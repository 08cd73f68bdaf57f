use serde::{Deserialize, Serialize};

/// Lifecycle state of an open document, as last reported by the storage
/// layer. The UI polls this to decide whether to allow edits, show a
/// conflict sheet, or surface a save failure.
#[derive(Debug, Clone, Copy, PartialEq, Eq, Serialize, Deserialize)]
pub enum DocumentState {
    /// Single authoritative on-disk version; edits flow normally
    Normal,
    /// The storage layer is temporarily rejecting edits
    EditingDisabled,
    /// Competing on-disk versions exist and need a user decision
    InConflict,
    /// The most recent save attempt failed
    SavingError,
    /// A long-running load or save is underway
    Progress,
}

/// One competing on-disk revision of a document.
#[derive(Debug, Clone, PartialEq, Serialize, Deserialize)]
pub struct ConflictVersionSummary {
    pub version_id: String,
    /// Human-readable name of the device the revision came from
    pub device: String,
    /// Modification timestamp (RFC 3339)
    pub modified_at: String,
}

/// Competing revisions that originated from a single device, sorted by
/// modification time ascending.
#[derive(Debug, Clone, PartialEq, Serialize, Deserialize)]
pub struct ConflictGroup {
    pub device: String,
    pub versions: Vec<ConflictVersionSummary>,
}

impl ConflictGroup {
    /// Whether the UI should render this group as a drill-in summary
    /// rather than a directly selectable row.
    pub fn requires_drill_in(&self) -> bool {
        self.versions.len() > 1
    }
}

/// Everything the conflict sheet needs to render for one document.
#[derive(Debug, Clone, PartialEq, Serialize, Deserialize)]
pub struct ConflictPresentation {
    pub document_id: String,
    pub groups: Vec<ConflictGroup>,
}

impl ConflictPresentation {
    /// Total number of competing versions across all groups.
    pub fn version_count(&self) -> usize {
        self.groups.iter().map(|g| g.versions.len()).sum()
    }
}

/// The user's decision for a detected conflict. Resolution is never
/// automatic; one of these is always relayed from the UI.
#[derive(Debug, Clone, PartialEq, Serialize, Deserialize)]
pub enum ConflictChoice {
    /// Discard in-memory changes and reload the local on-disk copy
    Revert,
    /// Make the named competing version authoritative
    Replace { version_id: String },
}

/// Row in the document picker.
#[derive(Debug, Clone, PartialEq, Serialize, Deserialize)]
pub struct DocumentSummary {
    pub document_id: String,
    pub baby_name: String,
    pub baby_emoji: String,
    /// Whether the picker row should lead with the emoji instead of the name
    pub prefers_emoji: bool,
}

impl DocumentSummary {
    /// Title the picker row shows for this document.
    pub fn display_title(&self) -> String {
        if self.prefers_emoji && !self.baby_emoji.is_empty() {
            self.baby_emoji.clone()
        } else if !self.baby_name.is_empty() {
            self.baby_name.clone()
        } else {
            self.document_id.clone()
        }
    }
}

#[cfg(test)]
mod tests {
    use super::*;

    #[test]
    fn test_requires_drill_in() {
        let version = ConflictVersionSummary {
            version_id: "v-1".to_string(),
            device: "Kitchen iPad".to_string(),
            modified_at: "2024-01-15T10:30:00Z".to_string(),
        };
        let single = ConflictGroup {
            device: "Kitchen iPad".to_string(),
            versions: vec![version.clone()],
        };
        assert!(!single.requires_drill_in());

        let mut second = version.clone();
        second.version_id = "v-2".to_string();
        let multiple = ConflictGroup {
            device: "Kitchen iPad".to_string(),
            versions: vec![version, second],
        };
        assert!(multiple.requires_drill_in());
    }

    #[test]
    fn test_presentation_version_count() {
        let presentation = ConflictPresentation {
            document_id: "emma".to_string(),
            groups: vec![
                ConflictGroup {
                    device: "Phone".to_string(),
                    versions: vec![
                        ConflictVersionSummary {
                            version_id: "v-1".to_string(),
                            device: "Phone".to_string(),
                            modified_at: "2024-01-15T10:30:00Z".to_string(),
                        },
                        ConflictVersionSummary {
                            version_id: "v-2".to_string(),
                            device: "Phone".to_string(),
                            modified_at: "2024-01-15T11:00:00Z".to_string(),
                        },
                    ],
                },
                ConflictGroup {
                    device: "Tablet".to_string(),
                    versions: vec![ConflictVersionSummary {
                        version_id: "v-3".to_string(),
                        device: "Tablet".to_string(),
                        modified_at: "2024-01-15T09:00:00Z".to_string(),
                    }],
                },
            ],
        };
        assert_eq!(presentation.version_count(), 3);
    }

    #[test]
    fn test_conflict_choice_serialization() {
        let replace = ConflictChoice::Replace {
            version_id: "v-9".to_string(),
        };
        let json = serde_json::to_string(&replace).unwrap();
        let back: ConflictChoice = serde_json::from_str(&json).unwrap();
        assert_eq!(back, replace);

        let revert: ConflictChoice = serde_json::from_str("\"Revert\"").unwrap();
        assert_eq!(revert, ConflictChoice::Revert);
    }

    #[test]
    fn test_document_summary_display_title() {
        let mut summary = DocumentSummary {
            document_id: "emma".to_string(),
            baby_name: "Emma".to_string(),
            baby_emoji: "🐣".to_string(),
            prefers_emoji: true,
        };
        assert_eq!(summary.display_title(), "🐣");

        summary.prefers_emoji = false;
        assert_eq!(summary.display_title(), "Emma");

        summary.baby_name = String::new();
        assert_eq!(summary.display_title(), "emma");
    }
}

----------------

**Work required:**
Word for word, output all of the material above.

**Solution:**
repository 08cd73f68bdaf57f
use serde::{Deserialize, Serialize};

/// Lifecycle state of an open document, as last reported by the storage
/// layer. The UI polls this to decide whether to allow edits, show a
/// conflict sheet, or surface a save failure.
#[derive(Debug, Clone, Copy, PartialEq, Eq, Serialize, Deserialize)]
pub enum DocumentState {
    /// Single authoritative on-disk version; edits flow normally
    Normal,
    /// The storage layer is temporarily rejecting edits
    EditingDisabled,
    /// Competing on-disk versions exist and need a user decision
    InConflict,
    /// The most recent save attempt failed
    SavingError,
    /// A long-running load or save is underway
    Progress,
}

/// One competing on-disk revision of a document.
#[derive(Debug, Clone, PartialEq, Serialize, Deserialize)]
pub struct ConflictVersionSummary {
    pub version_id: String,
    /// Human-readable name of the device the revision came from
    pub device: String,
    /// Modification timestamp (RFC 3339)
    pub modified_at: String,
}

/// Competing revisions that originated from a single device, sorted by
/// modification time ascending.
#[derive(Debug, Clone, PartialEq, Serialize, Deserialize)]
pub struct ConflictGroup {
    pub device: String,
    pub versions: Vec<ConflictVersionSummary>,
}

impl ConflictGroup {
    /// Whether the UI should render this group as a drill-in summary
    /// rather than a directly selectable row.
    pub fn requires_drill_in(&self) -> bool {
        self.versions.len() > 1
    }
}

/// Everything the conflict sheet needs to render for one document.
#[derive(Debug, Clone, PartialEq, Serialize, Deserialize)]
pub struct ConflictPresentation {
    pub document_id: String,
    pub groups: Vec<ConflictGroup>,
}

impl ConflictPresentation {
    /// Total number of competing versions across all groups.
    pub fn version_count(&self) -> usize {
        self.groups.iter().map(|g| g.versions.len()).sum()
    }
}

/// The user's decision for a detected conflict. Resolution is never
/// automatic; one of these is always relayed from the UI.
#[derive(Debug, Clone, PartialEq, Serialize, Deserialize)]
pub enum ConflictChoice {
    /// Discard in-memory changes and reload the local on-disk copy
    Revert,
    /// Make the named competing version authoritative
    Replace { version_id: String },
}

/// Row in the document picker.
#[derive(Debug, Clone, PartialEq, Serialize, Deserialize)]
pub struct DocumentSummary {
    pub document_id: String,
    pub baby_name: String,
    pub baby_emoji: String,
    /// Whether the picker row should lead with the emoji instead of the name
    pub prefers_emoji: bool,
}

impl DocumentSummary {
    /// Title the picker row shows for this document.
    pub fn display_title(&self) -> String {
        if self.prefers_emoji && !self.baby_emoji.is_empty() {
            self.baby_emoji.clone()
        } else if !self.baby_name.is_empty() {
            self.baby_name.clone()
        } else {
            self.document_id.clone()
        }
    }
}

#[cfg(test)]
mod tests {
    use super::*;

    #[test]
    fn test_requires_drill_in() {
        let version = ConflictVersionSummary {
            version_id: "v-1".to_string(),
            device: "Kitchen iPad".to_string(),
            modified_at: "2024-01-15T10:30:00Z".to_string(),
        };
        let single = ConflictGroup {
            device: "Kitchen iPad".to_string(),
            versions: vec![version.clone()],
        };
        assert!(!single.requires_drill_in());

        let mut second = version.clone();
        second.version_id = "v-2".to_string();
        let multiple = ConflictGroup {
            device: "Kitchen iPad".to_string(),
            versions: vec![version, second],
        };
        assert!(multiple.requires_drill_in());
    }

    #[test]
    fn test_presentation_version_count() {
        let presentation = ConflictPresentation {
            document_id: "emma".to_string(),
            groups: vec![
                ConflictGroup {
                    device: "Phone".to_string(),
                    versions: vec![
                        ConflictVersionSummary {
                            version_id: "v-1".to_string(),
                            device: "Phone".to_string(),
                            modified_at: "2024-01-15T10:30:00Z".to_string(),
                        },
                        ConflictVersionSummary {
                            version_id: "v-2".to_string(),
                            device: "Phone".to_string(),
                            modified_at: "2024-01-15T11:00:00Z".to_string(),
                        },
                    ],
                },
                ConflictGroup {
                    device: "Tablet".to_string(),
                    versions: vec![ConflictVersionSummary {
                        version_id: "v-3".to_string(),
                        device: "Tablet".to_string(),
                        modified_at: "2024-01-15T09:00:00Z".to_string(),
                    }],
                },
            ],
        };
        assert_eq!(presentation.version_count(), 3);
    }

    #[test]
    fn test_conflict_choice_serialization() {
        let replace = ConflictChoice::Replace {
            version_id: "v-9".to_string(),
        };
        let json = serde_json::to_string(&replace).unwrap();
        let back: ConflictChoice = serde_json::from_str(&json).unwrap();
        assert_eq!(back, replace);

        let revert: ConflictChoice = serde_json::from_str("\"Revert\"").unwrap();
        assert_eq!(revert, ConflictChoice::Revert);
    }

    #[test]
    fn test_document_summary_display_title() {
        let mut summary = DocumentSummary {
            document_id: "emma".to_string(),
            baby_name: "Emma".to_string(),
            baby_emoji: "🐣".to_string(),
            prefers_emoji: true,
        };
        assert_eq!(summary.display_title(), "🐣");

        summary.prefers_emoji = false;
        assert_eq!(summary.display_title(), "Emma");

        summary.baby_name = String::new();
        assert_eq!(summary.display_title(), "emma");
    }
}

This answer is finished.